__PROBLEM__
Only lines containing "services" are wanted from the data below. Copy those lines.

(Stored data entries)
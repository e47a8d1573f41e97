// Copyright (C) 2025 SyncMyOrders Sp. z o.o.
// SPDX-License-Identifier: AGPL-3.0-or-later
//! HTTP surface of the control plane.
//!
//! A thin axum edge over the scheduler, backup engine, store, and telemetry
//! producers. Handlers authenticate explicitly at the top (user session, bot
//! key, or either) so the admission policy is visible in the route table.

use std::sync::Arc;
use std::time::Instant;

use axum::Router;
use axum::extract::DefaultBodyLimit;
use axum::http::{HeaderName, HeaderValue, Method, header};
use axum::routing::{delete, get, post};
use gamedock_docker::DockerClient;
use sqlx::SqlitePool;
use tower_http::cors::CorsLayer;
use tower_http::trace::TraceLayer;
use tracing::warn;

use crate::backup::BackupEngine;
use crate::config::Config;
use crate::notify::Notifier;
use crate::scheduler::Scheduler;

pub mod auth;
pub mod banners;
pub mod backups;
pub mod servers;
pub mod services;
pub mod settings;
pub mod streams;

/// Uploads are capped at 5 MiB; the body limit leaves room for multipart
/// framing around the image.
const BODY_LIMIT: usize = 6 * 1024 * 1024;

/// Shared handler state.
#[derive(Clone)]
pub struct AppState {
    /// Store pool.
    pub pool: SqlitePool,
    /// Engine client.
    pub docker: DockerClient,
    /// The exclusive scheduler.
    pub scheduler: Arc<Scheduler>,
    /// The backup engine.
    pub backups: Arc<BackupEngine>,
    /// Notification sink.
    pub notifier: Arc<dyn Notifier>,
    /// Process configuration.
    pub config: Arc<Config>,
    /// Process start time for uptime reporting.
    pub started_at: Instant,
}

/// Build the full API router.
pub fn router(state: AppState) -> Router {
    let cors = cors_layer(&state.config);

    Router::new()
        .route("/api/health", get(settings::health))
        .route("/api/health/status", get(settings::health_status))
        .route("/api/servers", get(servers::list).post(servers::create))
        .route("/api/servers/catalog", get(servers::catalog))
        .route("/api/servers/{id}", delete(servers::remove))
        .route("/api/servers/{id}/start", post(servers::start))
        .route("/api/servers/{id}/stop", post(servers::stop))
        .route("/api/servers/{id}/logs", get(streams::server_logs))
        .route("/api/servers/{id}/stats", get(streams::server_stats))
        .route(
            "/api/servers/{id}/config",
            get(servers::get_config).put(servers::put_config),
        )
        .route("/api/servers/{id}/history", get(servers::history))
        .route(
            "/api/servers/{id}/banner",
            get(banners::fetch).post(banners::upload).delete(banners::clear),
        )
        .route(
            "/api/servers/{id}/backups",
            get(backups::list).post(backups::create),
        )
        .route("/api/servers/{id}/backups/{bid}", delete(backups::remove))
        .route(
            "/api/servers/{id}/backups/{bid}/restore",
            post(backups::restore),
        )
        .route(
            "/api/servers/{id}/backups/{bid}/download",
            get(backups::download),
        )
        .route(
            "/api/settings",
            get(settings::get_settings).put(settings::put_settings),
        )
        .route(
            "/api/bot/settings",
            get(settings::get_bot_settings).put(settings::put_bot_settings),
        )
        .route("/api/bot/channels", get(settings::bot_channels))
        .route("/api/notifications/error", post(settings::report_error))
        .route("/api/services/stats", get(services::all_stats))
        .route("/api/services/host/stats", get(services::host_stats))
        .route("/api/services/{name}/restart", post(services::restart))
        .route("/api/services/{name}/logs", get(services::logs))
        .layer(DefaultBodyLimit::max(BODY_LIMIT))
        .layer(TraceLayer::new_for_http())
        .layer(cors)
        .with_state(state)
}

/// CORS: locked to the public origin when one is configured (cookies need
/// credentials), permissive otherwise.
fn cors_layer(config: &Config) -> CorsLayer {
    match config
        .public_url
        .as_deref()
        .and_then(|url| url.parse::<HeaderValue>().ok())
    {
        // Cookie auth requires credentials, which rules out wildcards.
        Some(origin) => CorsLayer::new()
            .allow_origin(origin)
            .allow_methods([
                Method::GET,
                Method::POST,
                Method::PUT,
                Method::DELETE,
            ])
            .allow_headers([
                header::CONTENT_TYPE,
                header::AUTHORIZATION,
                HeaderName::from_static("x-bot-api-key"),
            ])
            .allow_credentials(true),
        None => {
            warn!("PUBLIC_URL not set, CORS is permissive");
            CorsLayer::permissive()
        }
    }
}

--

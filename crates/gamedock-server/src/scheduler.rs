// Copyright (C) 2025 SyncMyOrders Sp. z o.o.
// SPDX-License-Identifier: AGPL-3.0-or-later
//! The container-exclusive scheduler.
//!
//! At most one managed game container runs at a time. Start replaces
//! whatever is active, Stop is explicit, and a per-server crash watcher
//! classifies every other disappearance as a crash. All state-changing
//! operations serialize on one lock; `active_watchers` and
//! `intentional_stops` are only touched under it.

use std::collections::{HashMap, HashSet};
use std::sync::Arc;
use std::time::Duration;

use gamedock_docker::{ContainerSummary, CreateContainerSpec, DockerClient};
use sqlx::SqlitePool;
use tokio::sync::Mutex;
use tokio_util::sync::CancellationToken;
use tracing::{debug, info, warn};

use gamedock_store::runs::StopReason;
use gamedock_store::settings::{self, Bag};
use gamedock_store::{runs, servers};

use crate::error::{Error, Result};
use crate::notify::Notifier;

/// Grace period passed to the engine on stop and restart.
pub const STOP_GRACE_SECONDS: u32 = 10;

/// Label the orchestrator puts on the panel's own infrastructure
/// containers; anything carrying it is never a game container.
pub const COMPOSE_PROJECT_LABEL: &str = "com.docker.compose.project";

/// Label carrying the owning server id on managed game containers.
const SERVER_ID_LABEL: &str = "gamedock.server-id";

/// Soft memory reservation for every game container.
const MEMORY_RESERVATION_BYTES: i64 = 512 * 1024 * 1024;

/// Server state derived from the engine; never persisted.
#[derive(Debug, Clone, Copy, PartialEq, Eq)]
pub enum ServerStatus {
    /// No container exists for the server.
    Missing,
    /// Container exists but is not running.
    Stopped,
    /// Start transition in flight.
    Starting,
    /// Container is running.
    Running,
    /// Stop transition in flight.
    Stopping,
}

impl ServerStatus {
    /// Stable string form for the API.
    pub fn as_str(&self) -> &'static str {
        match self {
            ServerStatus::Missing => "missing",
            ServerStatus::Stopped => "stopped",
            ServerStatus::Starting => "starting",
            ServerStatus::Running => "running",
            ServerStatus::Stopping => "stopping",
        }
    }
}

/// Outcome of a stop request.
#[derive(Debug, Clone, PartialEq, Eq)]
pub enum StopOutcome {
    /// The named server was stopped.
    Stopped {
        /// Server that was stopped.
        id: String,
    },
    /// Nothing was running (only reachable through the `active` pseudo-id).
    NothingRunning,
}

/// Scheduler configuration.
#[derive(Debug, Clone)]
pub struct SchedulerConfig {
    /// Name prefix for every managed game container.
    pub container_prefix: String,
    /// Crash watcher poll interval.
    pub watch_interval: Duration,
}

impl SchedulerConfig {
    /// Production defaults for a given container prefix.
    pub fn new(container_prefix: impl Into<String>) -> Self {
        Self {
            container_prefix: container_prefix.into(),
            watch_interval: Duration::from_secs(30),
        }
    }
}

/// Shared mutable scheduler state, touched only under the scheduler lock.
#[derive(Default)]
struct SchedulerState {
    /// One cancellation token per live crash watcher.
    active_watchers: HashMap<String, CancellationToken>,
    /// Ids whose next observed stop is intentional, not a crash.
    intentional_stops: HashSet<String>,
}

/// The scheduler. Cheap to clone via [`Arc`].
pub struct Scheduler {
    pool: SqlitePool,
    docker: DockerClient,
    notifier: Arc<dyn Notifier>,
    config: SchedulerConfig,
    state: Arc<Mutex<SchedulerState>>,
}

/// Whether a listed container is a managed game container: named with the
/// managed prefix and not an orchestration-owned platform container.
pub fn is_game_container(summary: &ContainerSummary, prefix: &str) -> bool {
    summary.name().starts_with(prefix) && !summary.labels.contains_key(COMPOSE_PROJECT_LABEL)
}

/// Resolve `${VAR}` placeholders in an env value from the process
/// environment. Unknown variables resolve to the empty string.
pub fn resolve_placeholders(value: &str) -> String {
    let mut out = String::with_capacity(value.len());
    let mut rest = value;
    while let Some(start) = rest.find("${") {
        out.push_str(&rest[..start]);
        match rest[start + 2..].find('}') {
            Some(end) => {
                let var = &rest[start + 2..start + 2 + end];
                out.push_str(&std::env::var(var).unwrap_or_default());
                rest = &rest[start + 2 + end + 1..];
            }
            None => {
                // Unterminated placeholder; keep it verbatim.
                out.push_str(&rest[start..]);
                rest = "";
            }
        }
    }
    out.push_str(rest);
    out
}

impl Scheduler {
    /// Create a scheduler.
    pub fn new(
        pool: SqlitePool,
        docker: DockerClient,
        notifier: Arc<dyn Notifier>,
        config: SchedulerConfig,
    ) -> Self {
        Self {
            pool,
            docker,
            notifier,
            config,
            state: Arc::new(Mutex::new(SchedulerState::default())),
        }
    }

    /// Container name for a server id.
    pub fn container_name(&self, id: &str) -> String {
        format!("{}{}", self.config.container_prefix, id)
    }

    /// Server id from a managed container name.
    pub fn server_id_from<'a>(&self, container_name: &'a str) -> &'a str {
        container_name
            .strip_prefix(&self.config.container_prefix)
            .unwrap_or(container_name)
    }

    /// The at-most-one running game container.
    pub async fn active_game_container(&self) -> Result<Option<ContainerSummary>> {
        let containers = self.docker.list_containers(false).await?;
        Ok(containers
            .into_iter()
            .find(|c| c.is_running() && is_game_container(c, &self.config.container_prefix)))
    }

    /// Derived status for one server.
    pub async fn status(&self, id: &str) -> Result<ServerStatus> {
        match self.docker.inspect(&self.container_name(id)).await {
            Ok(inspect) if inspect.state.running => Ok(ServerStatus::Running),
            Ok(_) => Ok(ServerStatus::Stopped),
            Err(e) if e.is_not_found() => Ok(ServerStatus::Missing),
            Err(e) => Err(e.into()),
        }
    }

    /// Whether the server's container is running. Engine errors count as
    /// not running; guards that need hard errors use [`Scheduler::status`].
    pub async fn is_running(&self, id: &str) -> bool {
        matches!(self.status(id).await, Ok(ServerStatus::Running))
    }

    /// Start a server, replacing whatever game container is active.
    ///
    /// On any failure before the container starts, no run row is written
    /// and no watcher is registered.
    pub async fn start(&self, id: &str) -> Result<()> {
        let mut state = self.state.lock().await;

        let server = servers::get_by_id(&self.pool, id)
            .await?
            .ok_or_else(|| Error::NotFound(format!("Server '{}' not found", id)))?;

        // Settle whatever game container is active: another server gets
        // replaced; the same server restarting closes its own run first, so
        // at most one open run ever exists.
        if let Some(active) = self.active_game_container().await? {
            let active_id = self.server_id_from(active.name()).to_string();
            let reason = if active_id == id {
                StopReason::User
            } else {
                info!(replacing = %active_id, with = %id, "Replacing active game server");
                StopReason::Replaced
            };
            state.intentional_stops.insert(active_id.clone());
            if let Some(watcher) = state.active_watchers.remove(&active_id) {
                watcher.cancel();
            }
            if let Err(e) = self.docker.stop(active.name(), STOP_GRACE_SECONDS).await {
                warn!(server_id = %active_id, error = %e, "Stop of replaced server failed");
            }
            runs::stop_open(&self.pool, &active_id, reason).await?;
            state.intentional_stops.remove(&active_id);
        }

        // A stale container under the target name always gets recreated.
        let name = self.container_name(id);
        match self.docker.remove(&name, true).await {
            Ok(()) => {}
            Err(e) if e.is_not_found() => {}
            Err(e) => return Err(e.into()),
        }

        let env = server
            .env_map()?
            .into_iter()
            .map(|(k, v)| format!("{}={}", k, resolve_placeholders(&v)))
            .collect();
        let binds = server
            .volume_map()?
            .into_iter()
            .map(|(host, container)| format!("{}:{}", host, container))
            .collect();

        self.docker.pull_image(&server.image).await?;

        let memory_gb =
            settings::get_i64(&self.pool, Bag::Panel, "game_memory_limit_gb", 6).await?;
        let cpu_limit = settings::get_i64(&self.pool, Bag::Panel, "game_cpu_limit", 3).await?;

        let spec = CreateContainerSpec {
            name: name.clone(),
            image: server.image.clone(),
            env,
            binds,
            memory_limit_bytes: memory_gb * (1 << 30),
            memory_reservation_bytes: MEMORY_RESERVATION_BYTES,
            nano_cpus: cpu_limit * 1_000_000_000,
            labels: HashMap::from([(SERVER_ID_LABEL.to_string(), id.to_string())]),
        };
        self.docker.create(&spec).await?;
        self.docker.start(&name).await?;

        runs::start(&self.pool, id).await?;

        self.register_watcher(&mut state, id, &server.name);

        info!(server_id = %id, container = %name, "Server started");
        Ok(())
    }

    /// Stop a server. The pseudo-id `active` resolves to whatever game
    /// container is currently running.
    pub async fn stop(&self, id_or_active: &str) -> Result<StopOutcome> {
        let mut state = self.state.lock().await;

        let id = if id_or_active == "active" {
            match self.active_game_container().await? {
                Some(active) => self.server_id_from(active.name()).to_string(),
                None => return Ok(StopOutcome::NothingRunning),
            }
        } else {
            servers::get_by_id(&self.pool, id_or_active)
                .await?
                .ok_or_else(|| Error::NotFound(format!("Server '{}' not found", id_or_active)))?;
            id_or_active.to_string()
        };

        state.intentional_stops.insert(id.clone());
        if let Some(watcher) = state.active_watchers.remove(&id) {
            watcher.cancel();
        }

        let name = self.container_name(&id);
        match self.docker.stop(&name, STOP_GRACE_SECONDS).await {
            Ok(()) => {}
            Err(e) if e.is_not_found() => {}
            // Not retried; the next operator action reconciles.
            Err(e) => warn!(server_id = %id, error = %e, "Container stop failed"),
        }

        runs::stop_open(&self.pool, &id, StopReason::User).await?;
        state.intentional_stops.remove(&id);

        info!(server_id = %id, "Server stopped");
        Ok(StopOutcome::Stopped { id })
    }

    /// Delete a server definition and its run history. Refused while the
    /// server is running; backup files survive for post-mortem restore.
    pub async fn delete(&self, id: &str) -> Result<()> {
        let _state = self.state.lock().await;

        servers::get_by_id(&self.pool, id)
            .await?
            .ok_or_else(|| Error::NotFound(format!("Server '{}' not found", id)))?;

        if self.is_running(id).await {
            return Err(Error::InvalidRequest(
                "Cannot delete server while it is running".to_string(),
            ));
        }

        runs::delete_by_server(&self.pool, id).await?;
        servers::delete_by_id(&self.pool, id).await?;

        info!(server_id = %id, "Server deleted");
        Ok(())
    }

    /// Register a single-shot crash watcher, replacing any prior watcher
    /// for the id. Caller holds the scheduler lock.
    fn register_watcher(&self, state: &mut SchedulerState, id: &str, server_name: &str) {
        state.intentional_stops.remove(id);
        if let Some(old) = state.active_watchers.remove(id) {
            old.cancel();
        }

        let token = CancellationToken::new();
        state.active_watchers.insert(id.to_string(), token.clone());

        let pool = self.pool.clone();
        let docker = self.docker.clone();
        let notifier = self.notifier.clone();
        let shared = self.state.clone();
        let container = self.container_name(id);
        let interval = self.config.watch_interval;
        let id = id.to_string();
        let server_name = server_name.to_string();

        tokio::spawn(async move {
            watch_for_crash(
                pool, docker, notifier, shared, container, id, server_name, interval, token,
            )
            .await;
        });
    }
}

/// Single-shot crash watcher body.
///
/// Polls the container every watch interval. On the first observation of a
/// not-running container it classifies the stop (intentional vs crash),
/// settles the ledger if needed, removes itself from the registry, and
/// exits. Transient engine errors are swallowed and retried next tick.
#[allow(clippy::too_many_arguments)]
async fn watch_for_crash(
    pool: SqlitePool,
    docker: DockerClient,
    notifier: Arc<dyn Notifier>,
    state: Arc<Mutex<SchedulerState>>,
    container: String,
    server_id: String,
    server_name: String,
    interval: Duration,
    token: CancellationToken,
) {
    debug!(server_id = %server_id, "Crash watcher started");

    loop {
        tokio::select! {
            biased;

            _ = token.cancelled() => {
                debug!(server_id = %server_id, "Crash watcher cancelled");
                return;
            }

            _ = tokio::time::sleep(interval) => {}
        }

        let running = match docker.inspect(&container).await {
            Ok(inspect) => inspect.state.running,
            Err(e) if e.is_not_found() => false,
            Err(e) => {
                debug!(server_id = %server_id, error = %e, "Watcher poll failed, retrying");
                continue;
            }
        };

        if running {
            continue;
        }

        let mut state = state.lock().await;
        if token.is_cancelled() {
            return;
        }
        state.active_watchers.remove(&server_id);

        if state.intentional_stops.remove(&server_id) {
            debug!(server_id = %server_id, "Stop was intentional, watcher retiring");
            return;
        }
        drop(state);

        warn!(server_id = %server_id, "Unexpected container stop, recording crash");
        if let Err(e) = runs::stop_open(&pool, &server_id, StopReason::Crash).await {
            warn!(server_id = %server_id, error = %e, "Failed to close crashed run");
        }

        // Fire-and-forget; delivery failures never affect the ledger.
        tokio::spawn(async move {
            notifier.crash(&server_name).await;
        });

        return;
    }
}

__WRITTEN RESPONSE__
pub mod services;
        .route("/api/services/stats", get(services::all_stats))
        .route("/api/services/host/stats", get(services::host_stats))
        .route("/api/services/{name}/restart", post(services::restart))
        .route("/api/services/{name}/logs", get(services::logs))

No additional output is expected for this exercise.